Karayazıcı, bölükbaşlığına kadar yükselmiş bir sekbandır; Sivas’ta bir sancakbeyi için mütesellimken bu makam elinden alındığı için isyan eder, Orta-Güney Anadolu yöresinde askerleri ve “yiğitbaşlarıyla” talana girişerek köylerde çift bozanlardan da adam toplar. Tam da Osmanlı ordusu Avrupa’da sefere başlamışken isyanını genişletir. Devlet, savaş koşullarında bir de bu isyanla uğraşmayı fazla maliyetli bularak ona önce Ayıntab beyliğini, sonra da Amasya sancakbeyliğini verir. Urfa’yı ele geçirir (1600). İsyanı bastırmak için gönderilen komutanlar da ona katılıp yağmaya başlar.[5] Ancak Bağdat valisi Sokulluzade Vezir Hasan Paşa’nın ordusu karşısında tutunamaz ve yirmi bin civarında “şehit” verdikten sonra Canik dağlarına kaçarak orada ölür. Onun yerine geçen kardeşi “Deli” Hasan da Tokat’ta Sokullazede’yi kalede kuşatarak öldürür. Yeni katılımlarla güçlenen askerleriyle Ankara’dan Kütahya ve Afyon’a kadar geniş bir alanda haraç toplamaya, yakıp yıkmaya ve kan dökmeye başlar. Ağabeyinin henüz birtakım soyluluk iddiaları vardı (Şah soyundan gelmek, vb), bir gözü yönetici olup “legale geçmekteydi.” Hasan ve adamlarınınsa, üç tarihçinin de vurguladığı gibi, makamda, yöneticilikte filan pek gözleri yoktu.  Sonuçta “Deli”ye Bosna Beylerbeyliği, ayaktaşlarına da çeşitli sancakbeylikleri verilir ve yağmayı sürdürmelerine “göz yumularak” (ama düzenli birliklerin yaptığı da başka neydi ki, Evliya Çelebi’nin zevkle anlattığı gibi) Avusturya ordularına karşı sefere gönderilir. Deli, hazır eli değmişken Temeşvar Beylerbeyliği’ni de üstlenir. 1606’da “yaşlı kurt” Enderunlu Tiryaki Hasan Paşa (Bosna valiliğinde selefi) tarafından öldürülür. Su testisi su…

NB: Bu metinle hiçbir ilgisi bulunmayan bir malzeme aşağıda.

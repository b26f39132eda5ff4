//! Structured query module - the output of the extraction pipeline

use serde::{Deserialize, Serialize};
use std::fmt;

/// Recognised gaine prefixes, longest first so `gsb` wins over `gs`
pub const GAINE_PREFIXES: [&str; 4] = ["gsb", "gab", "gl", "gs"];

/// Maximum number of digits after a gaine prefix
pub const MAX_GAINE_DIGITS: usize = 5;

/// Category of inventory query
#[derive(Debug, Clone, Copy, PartialEq, Eq, Hash, Serialize, Deserialize)]
#[serde(rename_all = "lowercase")]
pub enum Intent {
    /// Incoming movements ("les entrées")
    Entrees,

    /// Outgoing movements ("les sorties")
    Sorties,

    /// Current stock level
    Stock,
}

impl Intent {
    /// Word stems, in priority order, for accent-folded lowercase text
    pub const STEMS: [(&'static str, Intent); 3] = [
        ("entree", Intent::Entrees),
        ("sorti", Intent::Sorties),
        ("stock", Intent::Stock),
    ];

    /// Get the intent name as used on the wire
    pub fn as_str(&self) -> &'static str {
        match self {
            Intent::Entrees => "entrees",
            Intent::Sorties => "sorties",
            Intent::Stock => "stock",
        }
    }

    /// Map a single accent-folded, lowercase word to an intent by stem prefix
    ///
    /// # Examples
    ///
    /// ```
    /// use gaine_domain::Intent;
    ///
    /// assert_eq!(Intent::from_folded_word("entrees"), Some(Intent::Entrees));
    /// assert_eq!(Intent::from_folded_word("sortie"), Some(Intent::Sorties));
    /// assert_eq!(Intent::from_folded_word("inventaire"), None);
    /// ```
    pub fn from_folded_word(word: &str) -> Option<Self> {
        Self::STEMS
            .iter()
            .find(|(stem, _)| word.starts_with(stem))
            .map(|(_, intent)| *intent)
    }
}

impl fmt::Display for Intent {
    fn fmt(&self, f: &mut fmt::Formatter<'_>) -> fmt::Result {
        f.write_str(self.as_str())
    }
}

/// Identifier of the inventory object being queried
///
/// The value is always lowercase, prefix immediately followed by digits,
/// with no separators (e.g. `gsb11`, `gl90`). Construction goes through
/// [`Gaine::parse`] or [`Gaine::from_spoken`], which enforce that shape.
#[derive(Debug, Clone, PartialEq, Eq, Hash, Serialize, Deserialize)]
#[serde(try_from = "GaineWire", into = "GaineWire")]
pub struct Gaine {
    value: String,
}

impl Gaine {
    /// Validate an identifier value without correcting it
    ///
    /// Only surrounding whitespace and letter case are normalised; anything
    /// else that does not match `^(gsb|gab|gl|gs)\d{1,5}$` is rejected.
    ///
    /// # Examples
    ///
    /// ```
    /// use gaine_domain::Gaine;
    ///
    /// assert_eq!(Gaine::parse("GSB11").unwrap().value(), "gsb11");
    /// assert!(Gaine::parse("gsb 11").is_none());
    /// assert!(Gaine::parse("gx12").is_none());
    /// ```
    pub fn parse(value: &str) -> Option<Self> {
        let value = value.trim().to_lowercase();
        if Self::is_canonical(&value) {
            Some(Self { value })
        } else {
            None
        }
    }

    /// Normalise a loosely transcribed identifier ("GSB 11", "gl-90")
    ///
    /// Internal spaces and hyphens are stripped before validation.
    pub fn from_spoken(raw: &str) -> Option<Self> {
        let compact: String = raw
            .chars()
            .filter(|c| !c.is_whitespace() && *c != '-')
            .collect();
        Self::parse(&compact)
    }

    /// The canonical identifier, e.g. `gsb11`
    pub fn value(&self) -> &str {
        &self.value
    }

    fn is_canonical(value: &str) -> bool {
        GAINE_PREFIXES.iter().any(|prefix| {
            value.strip_prefix(prefix).is_some_and(|digits| {
                (1..=MAX_GAINE_DIGITS).contains(&digits.len())
                    && digits.bytes().all(|b| b.is_ascii_digit())
            })
        })
    }
}

impl fmt::Display for Gaine {
    fn fmt(&self, f: &mut fmt::Formatter<'_>) -> fmt::Result {
        f.write_str(&self.value)
    }
}

#[derive(Serialize, Deserialize)]
struct GaineWire {
    #[serde(rename = "type")]
    kind: GaineKind,
    value: String,
}

#[derive(Serialize, Deserialize)]
#[serde(rename_all = "lowercase")]
enum GaineKind {
    Prefix,
}

impl From<Gaine> for GaineWire {
    fn from(gaine: Gaine) -> Self {
        Self {
            kind: GaineKind::Prefix,
            value: gaine.value,
        }
    }
}

impl TryFrom<GaineWire> for Gaine {
    type Error = String;

    fn try_from(wire: GaineWire) -> Result<Self, Self::Error> {
        Gaine::parse(&wire.value).ok_or_else(|| format!("Invalid gaine identifier: {}", wire.value))
    }
}

/// Calendar date in `YYYY-MM-DD` form
///
/// Only the shape is enforced; the date is not checked against a calendar.
#[derive(Debug, Clone, PartialEq, Eq, PartialOrd, Ord, Hash, Serialize, Deserialize)]
#[serde(try_from = "String", into = "String")]
pub struct IsoDate(String);

impl IsoDate {
    /// Build a date from numeric components
    ///
    /// # Examples
    ///
    /// ```
    /// use gaine_domain::IsoDate;
    ///
    /// assert_eq!(IsoDate::from_ymd(2025, 3, 1).as_str(), "2025-03-01");
    /// ```
    pub fn from_ymd(year: u32, month: u32, day: u32) -> Self {
        Self(format!("{:04}-{:02}-{:02}", year, month, day))
    }

    /// Accept a string already in canonical `YYYY-MM-DD` shape
    pub fn parse(s: &str) -> Option<Self> {
        let bytes = s.as_bytes();
        let shaped = bytes.len() == 10
            && bytes[4] == b'-'
            && bytes[7] == b'-'
            && bytes
                .iter()
                .enumerate()
                .all(|(i, b)| i == 4 || i == 7 || b.is_ascii_digit());
        shaped.then(|| Self(s.to_string()))
    }

    /// Get the date as a string slice
    pub fn as_str(&self) -> &str {
        &self.0
    }
}

impl fmt::Display for IsoDate {
    fn fmt(&self, f: &mut fmt::Formatter<'_>) -> fmt::Result {
        f.write_str(&self.0)
    }
}

impl TryFrom<String> for IsoDate {
    type Error = String;

    fn try_from(s: String) -> Result<Self, Self::Error> {
        IsoDate::parse(&s).ok_or_else(|| format!("Invalid ISO date: {}", s))
    }
}

impl From<IsoDate> for String {
    fn from(date: IsoDate) -> Self {
        date.0
    }
}

/// Temporal reference of a query
///
/// Serialises to `{}`, `{"date": ..}` or `{"from": .., "to": ..}`; a single
/// date and a range can never be present together.
#[derive(Debug, Clone, PartialEq, Eq, Serialize, Deserialize)]
#[serde(untagged)]
pub enum TimeRef {
    /// Inclusive date range
    Range {
        /// First day of the range
        from: IsoDate,
        /// Last day of the range
        to: IsoDate,
    },

    /// A single day
    Day {
        /// The day
        date: IsoDate,
    },

    /// No temporal filter
    Unspecified {},
}

impl TimeRef {
    /// Single-day reference
    pub fn day(date: IsoDate) -> Self {
        TimeRef::Day { date }
    }

    /// Inclusive range reference
    pub fn range(from: IsoDate, to: IsoDate) -> Self {
        TimeRef::Range { from, to }
    }

    /// Whether no temporal filter was found
    pub fn is_unspecified(&self) -> bool {
        matches!(self, TimeRef::Unspecified {})
    }
}

impl Default for TimeRef {
    fn default() -> Self {
        TimeRef::Unspecified {}
    }
}

/// A structured inventory query extracted from an utterance
///
/// A query with `intent` or `gaine` absent is a partial result; deciding
/// what to tell the user in that case is the caller's job.
#[derive(Debug, Clone, PartialEq, Eq, Default, Serialize, Deserialize)]
pub struct StructuredQuery {
    /// Query category, if recognised
    pub intent: Option<Intent>,

    /// Target identifier, if recognised
    pub gaine: Option<Gaine>,

    /// Temporal filter
    #[serde(default)]
    pub time: TimeRef,
}

impl StructuredQuery {
    /// Create a new query
    pub fn new(intent: Option<Intent>, gaine: Option<Gaine>, time: TimeRef) -> Self {
        Self { intent, gaine, time }
    }

    /// Both intent and gaine are present
    pub fn is_complete(&self) -> bool {
        self.intent.is_some() && self.gaine.is_some()
    }

    /// Nothing at all was recognised
    pub fn is_empty(&self) -> bool {
        self.intent.is_none() && self.gaine.is_none() && self.time.is_unspecified()
    }
}


#[cfg(test)]
mod proptests {
    use super::*;
    use proptest::prelude::*;

    proptest! {
        /// Property: every canonical identifier survives parsing unchanged
        #[test]
        fn test_gaine_canonical_roundtrip(prefix in prop::sample::select(GAINE_PREFIXES.to_vec()), n in 0u32..100_000) {
            let value = format!("{}{}", prefix, n);
            let gaine = Gaine::parse(&value).unwrap();
            prop_assert_eq!(gaine.value(), value.as_str());
        }

        /// Property: spoken separators never leak into the stored value
        #[test]
        fn test_gaine_spoken_is_compact(prefix in prop::sample::select(GAINE_PREFIXES.to_vec()), n in 0u32..100_000, sep in "[ -]{0,2}") {
            let raw = format!("{}{}{}", prefix.to_uppercase(), sep, n);
            let gaine = Gaine::from_spoken(&raw).unwrap();
            prop_assert!(!gaine.value().contains(' ') && !gaine.value().contains('-'));
            prop_assert_eq!(gaine.value(), gaine.value().to_lowercase());
        }
    }
}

Akdağ’ın bir “ayrılıkçı hareket” olarak gördüğü için Celali çerçevesinde konu etmediği, ama Amerikalıların (Barkey Türkiye kökenlidir, “casus” Henry Barkey’in kardeşidir) anlatılarında büyük yer tutan Canbuladoğlu Ali’nin “çengeli”, Sultan I. Ahmed’e gönderdiği mektuptur (1606). Yavuz Selim döneminde Kilis ve Halep yöresine “çökmüş” bir mütegallibe ailenin en ünlü bireyi idi. Amcası Hüseyin Halep valisiyken İran karşısında alınan yenilgilerinden sorumlu tutulup idam edilmişti. Ali, mektubunda Halep beylerbeyliğini kendisi için, bölgedeki birtakım sancakları da adamları ve yakınları için ister ve ödüllerin karşılığında İran tarafındaki seferlere 16 bin askerle katılmayı vaat eder. Padişah kendisine sunulan metnin üst köşesine not düşer: “Bu kadarı çok fazla, bu kadar verilebilir mi?” Demek verilebiliyormuş ki Canbuladoğlu ve adamları İstanbul’da sarayda ağırlanacak, vezirlerle birlikte seferlere katılacak ve bir noktada ihtiraslarının sınırsızlığı endişe uyandırdığı için Sadrazam Kuyucu Murat Paşa tarafından avlanacaktır.[6] Su testisi…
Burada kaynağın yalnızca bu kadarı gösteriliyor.